IL MIO DONO - Unicredit

In questi giorni si riapre la possibilità di partecipare al bando di Unicredit denominato "Il mio dono", dotato complessivamente di 200 mila euro da destinare ad Associazioni di volontariato impegnate per il bene della comunità.

Si partecipa a questo bando fino al 31 gennaio 2019, accedendo al sito www.ilmiodono.it e votando per AIDO. 

Se parteciperemo numerosi Aido avrà la possibilità di ricevere una quota dei 200 mila euro (per un massimo di 12 mila euro per ogni singola Associazione vincitrice).

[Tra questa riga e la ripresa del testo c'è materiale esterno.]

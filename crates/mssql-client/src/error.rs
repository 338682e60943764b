//! Client error types.

use mssql_types::TypeError;
use thiserror::Error;

/// Errors that can occur during client operations.
#[derive(Debug, Error)]
pub enum Error {
    /// Opening a session failed.
    #[error("failed to connect to {host}: {detail}")]
    Connection {
        /// Host the login was sent to.
        host: String,
        /// Library and server diagnostics for the failure.
        detail: String,
    },

    /// The session is dead and could not be reopened.
    #[error("connection is dead")]
    DeadConnection,

    /// The server is a mirror and the request must go to its partner.
    #[error("database is acting as a mirror: {message}")]
    MirrorRedirect {
        /// The server message that reported it.
        message: String,
    },

    /// A request failed on the server or in the transport.
    #[error("{}", server_text(.context, .error, .message))]
    Server {
        /// What failed.
        context: String,
        /// Accumulated library error text.
        error: String,
        /// Accumulated server message text.
        message: String,
    },

    /// The number of arguments does not match the placeholders.
    #[error("incorrect number of params, expecting {expected} got {actual}")]
    ParameterCount {
        /// Placeholders in the query.
        expected: usize,
        /// Arguments supplied.
        actual: usize,
    },

    /// A value could not be converted.
    #[error(transparent)]
    Type(#[from] TypeError),

    /// A scan was attempted before the first call to `next`.
    #[error("scan called without calling next")]
    NoCurrentRow,

    /// No column with the given name.
    #[error("column not found in result: {0}")]
    ColumnNotFound(String),

    /// A scan assigned a different number of values than expected.
    #[error("wrong scan count, expected {expected}, actual {actual}")]
    ScanCount {
        /// Expected number of assigned values.
        expected: usize,
        /// Number actually assigned.
        actual: usize,
    },

    /// More scan destinations than columns.
    #[error("more destinations ({destinations}) than columns ({columns})")]
    TooManyDestinations {
        /// Number of destinations.
        destinations: usize,
        /// Number of columns in the row.
        columns: usize,
    },

    /// A procedure result has no current result set.
    #[error("no current result to scan")]
    NoResult,

    /// A query expected to return a row returned none.
    #[error("no rows in result")]
    NoRows,

    /// Invalid configuration.
    #[error("configuration error: {0}")]
    Config(String),
}

fn server_text(context: &str, error: &str, message: &str) -> String {
    if error.is_empty() {
        context.to_string()
    } else {
        format!("{error}\n{message}")
    }
}

impl Error {
    /// Whether the session may have been lost and a fresh one could
    /// succeed.
    #[must_use]
    pub fn is_transient(&self) -> bool {
        matches!(
            self,
            Self::Connection { .. } | Self::DeadConnection | Self::MirrorRedirect { .. }
        )
    }
}

/// Result type for client operations.
pub type Result<T> = std::result::Result<T, Error>;

#[cfg(test)]
mod tests {
    use super::*;

    #[test]
    fn test_server_error_prefers_diagnostics() {
        let err = Error::Server {
            context: "dbsqlexec failed".into(),
            error: "General SQL Server error".into(),
            message: "Msg 208".into(),
        };
        assert_eq!(err.to_string(), "General SQL Server error\nMsg 208");

        let err = Error::Server {
            context: "dbsqlexec failed".into(),
            error: String::new(),
            message: "ignored".into(),
        };
        assert_eq!(err.to_string(), "dbsqlexec failed");
    }

    #[test]
    fn test_transient_classification() {
        assert!(Error::DeadConnection.is_transient());
        assert!(!Error::NoRows.is_transient());
        assert!(!Error::Config("x".into()).is_transient());
    }
}
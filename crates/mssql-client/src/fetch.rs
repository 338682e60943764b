//! Reading result sets off a transport.

use mssql_types::{WireType, codec};
use tds_transport::{ColumnBinding, RowStatus, Transport};

use crate::diagnostics::Diagnostics;
use crate::error::{Error, Result};
use crate::result::{Column, ResultSet};

/// Read every pending result set of the last command.
///
/// Fails if a row fetch fails or if the library reported an error while
/// the results were read.
pub(crate) async fn fetch_results(
    transport: &mut dyn Transport,
    diagnostics: &Diagnostics,
) -> Result<Vec<ResultSet>> {
    let mut results = Vec::new();

    loop {
        diagnostics.begin_result();
        let more = transport
            .next_result_set()
            .await
            .map_err(|e| diagnostics.server_error(e))?;
        if !more {
            diagnostics.finish_result();
            break;
        }

        let columns = bind_columns(transport, diagnostics)?;
        let mut result = ResultSet::new(columns);
        read_rows(transport, diagnostics, &mut result).await?;

        result.set_rows_affected(transport.rows_affected());
        result.set_return_value(transport.return_status());
        result.set_message(diagnostics.finish_result());
        results.push(result);
    }

    if diagnostics.has_error() {
        return Err(diagnostics.server_error("dbresults failed"));
    }
    tracing::trace!(result_sets = results.len(), "fetched results");
    Ok(results)
}

fn bind_columns(transport: &mut dyn Transport, diagnostics: &Diagnostics) -> Result<Vec<Column>> {
    let count = transport.column_count();
    let mut columns = Vec::with_capacity(count);

    for index in 0..count {
        let info = transport
            .column(index)
            .map_err(|e| diagnostics.server_error(e))?;
        let declared = WireType::from_code(info.type_code);
        let size = match declared {
            WireType::UniqueIdentifier => 36,
            WireType::Decimal | WireType::Numeric => 8,
            _ => info.size,
        };
        let bind_type = declared.bind_type();
        let binding = ColumnBinding {
            type_code: bind_type.code(),
            buffer_len: usize::try_from(size).unwrap_or(0) + 1,
            variable: declared.is_max_size(size),
        };
        transport
            .bind_column(index, binding)
            .map_err(|e| diagnostics.server_error(e))?;
        columns.push(Column::new(info.name, size, bind_type));
    }

    Ok(columns)
}

async fn read_rows(
    transport: &mut dyn Transport,
    diagnostics: &Diagnostics,
    result: &mut ResultSet,
) -> Result<()> {
    loop {
        match transport.next_row().await {
            RowStatus::Row => {
                let mut row = Vec::with_capacity(result.columns().len());
                for (index, column) in result.columns().iter().enumerate() {
                    let data = transport
                        .column_data(index)
                        .map_err(|e| diagnostics.server_error(e))?;
                    row.push(codec::decode_nullable(column.wire_type, data.as_deref())?);
                }
                result.push_row(row);
            }
            RowStatus::NoMoreRows => return Ok(()),
            RowStatus::BufferFull => {
                return Err(diagnostics.server_error("dbnextrow failed: Buffer Full"));
            }
            RowStatus::Failed => return Err(diagnostics.server_error("dbnextrow failed: Failure")),
            RowStatus::Other(kind) => {
                tracing::trace!(kind, "skipping non-regular row");
            }
        }
    }
}

#[cfg(test)]
#[allow(clippy::unwrap_used)]
mod tests {
    use std::sync::Arc;

    use mssql_testing::{MockResultSet, MockServer, Reply};
    use mssql_types::SqlValue;
    use tds_transport::{Connector, DiagnosticSink, LoginParams, callbacks};

    use super::*;

    async fn run(server: &MockServer, sql: &str) -> (Result<Vec<ResultSet>>, Arc<Diagnostics>) {
        let mut transport = server
            .login(&LoginParams::new("srv", "sa", "pwd"))
            .await
            .unwrap();
        let diagnostics = Arc::new(Diagnostics::new());
        let sink: std::sync::Weak<dyn DiagnosticSink> =
            Arc::downgrade(&(Arc::clone(&diagnostics) as Arc<dyn DiagnosticSink>));
        callbacks::register(transport.handle_id(), sink);
        transport.submit_command(sql).unwrap();
        transport.execute().await.unwrap();
        let results = fetch_results(transport.as_mut(), &diagnostics).await;
        callbacks::unregister(transport.handle_id());
        (results, diagnostics)
    }

    #[tokio::test]
    async fn test_columns_are_bound_by_bind_type() {
        let server = MockServer::new();
        server.on(
            "from accounts",
            Reply::result(
                MockResultSet::new()
                    .column("id", WireType::UniqueIdentifier, 16)
                    .column("balance", WireType::Decimal, 17)
                    .column("photo", WireType::Image, 64_512)
                    .row([
                        SqlValue::String("6F9619FF-8B86-D011-B42D-00C04FC964FF".into()),
                        SqlValue::Float(12.5),
                        SqlValue::Binary(vec![1u8, 2, 3].into()),
                    ]),
            ),
        );

        let (results, _) = run(&server, "select * from accounts").await;
        let results = results.unwrap();
        let rs = &results[0];
        assert_eq!(rs.columns()[0].size, 36);
        assert_eq!(rs.columns()[0].wire_type, WireType::Char);
        assert_eq!(rs.columns()[1].size, 8);
        assert_eq!(rs.columns()[1].wire_type, WireType::Float);
        assert_eq!(rs.value(0, 1), Some(&SqlValue::Float(12.5)));
        assert_eq!(
            rs.value(0, 2),
            Some(&SqlValue::Binary(vec![1u8, 2, 3].into()))
        );
    }

    #[tokio::test]
    async fn test_statement_without_rows_still_yields_a_result() {
        let server = MockServer::new();
        server.on(
            "update authors",
            Reply::result(MockResultSet::new().rows_affected(3)),
        );
        let (results, _) = run(&server, "update authors set contract = 1").await;
        let results = results.unwrap();
        assert_eq!(results.len(), 1);
        assert_eq!(results[0].rows_affected(), 3);
        assert!(results[0].columns().is_empty());
    }

    #[tokio::test]
    async fn test_buffer_full_is_an_error() {
        let server = MockServer::new();
        server.on(
            "from big",
            Reply::result(
                MockResultSet::new()
                    .column("n", WireType::Int, 4)
                    .row([SqlValue::Int(1)])
                    .then_row_status(RowStatus::BufferFull),
            ),
        );
        let (results, _) = run(&server, "select n from big").await;
        match results {
            Err(Error::Server { context, .. }) => {
                assert_eq!(context, "dbnextrow failed: Buffer Full");
            }
            other => unreachable!("unexpected {other:?}"),
        }
    }

    #[tokio::test]
    async fn test_messages_attach_to_their_result_set() {
        let server = MockServer::new();
        server.on(
            "print",
            Reply::results([
                MockResultSet::new().message(tds_transport::ServerMessage::new(0, 0, "first")),
                MockResultSet::new().message(tds_transport::ServerMessage::new(0, 0, "second")),
            ]),
        );
        let (results, diagnostics) = run(&server, "print 'first' print 'second'").await;
        let results = results.unwrap();
        assert!(results[0].message().contains("first"));
        assert!(!results[0].message().contains("second"));
        assert!(results[1].message().contains("second"));
        assert_eq!(diagnostics.message_count(0), 2);
    }

    #[tokio::test]
    async fn test_late_library_error_fails_the_fetch() {
        let server = MockServer::new();
        server.on(
            "select 1",
            Reply::result(MockResultSet::new().column("n", WireType::Int, 4).row([SqlValue::Int(1)]))
                .with_late_error(tds_transport::LibraryError::new(20004, 9, "Read from SQL server failed.")),
        );
        let (results, diagnostics) = run(&server, "select 1").await;
        assert!(matches!(results, Err(Error::Server { .. })));
        assert!(diagnostics.error_text().contains("Read from SQL server failed."));
    }
}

Conto sul vostro contributo.


«1 VOTO, 200.000 AIUTI CONCRETI»

Un gesto che arriva al cuore


Descrizione dell'iniziativa

UniCredit ha deciso, anche per quest'anno, di rinnovare l'Iniziativa di solidarietà a sostegno del Non Profit. Grazie ai fondi raccolti attraverso la carta di credito Etica che, senza costi aggiuntivi per il Titolare, destina una percentuale di ogni spesa ad un fondo di beneficenza, UniCredit mette a disposizione un importo complessivo di € 200.000 da distribuire, a titolo di donazione, tra le Organizzazioni aderenti al servizio www.ilMioDono.it.

Durata

L’Iniziativa ha avuto inizio mercoledì giorno 12 dicembre 2018 e si concluderà giovedì 31 gennaio 2019.

Modalità di espressione della preferenza

Saranno prese in considerazione tutte le preferenze espresse dal 12 dicembre 2018 al 31 gennaio 2019 (inclusi).

L’utente, per poter esprimere la preferenza, dovrà:

- accedere al sito web www.ilMioDono.it e ricercare l’Organizzazione da votare (mediante “Ricerca per iniziativa” o “Ricerca per Organizzazione”);

- selezionare l’Organizzazione in favore della quale vuole esprimere la preferenza;

- cliccare sul link di voto che sarà presente sul sito nella sezione dedicata all’Organizzazione prescelta;

- cliccare sul quadratino posto a video in corrispondenza della scritta “Non sono un robot” e selezionare correttamente - all’interno di una griglia di immagini casualmente riprodotte - quelle corrispondenti alla traccia richiesta (es: seleziona tutte le immagini in cui appare una pizza). Tale attività ha lo scopo di rendere più sicuro l’iter di votazione evitando l’utilizzo o l’intromissione di sistemi di voto automatizzati.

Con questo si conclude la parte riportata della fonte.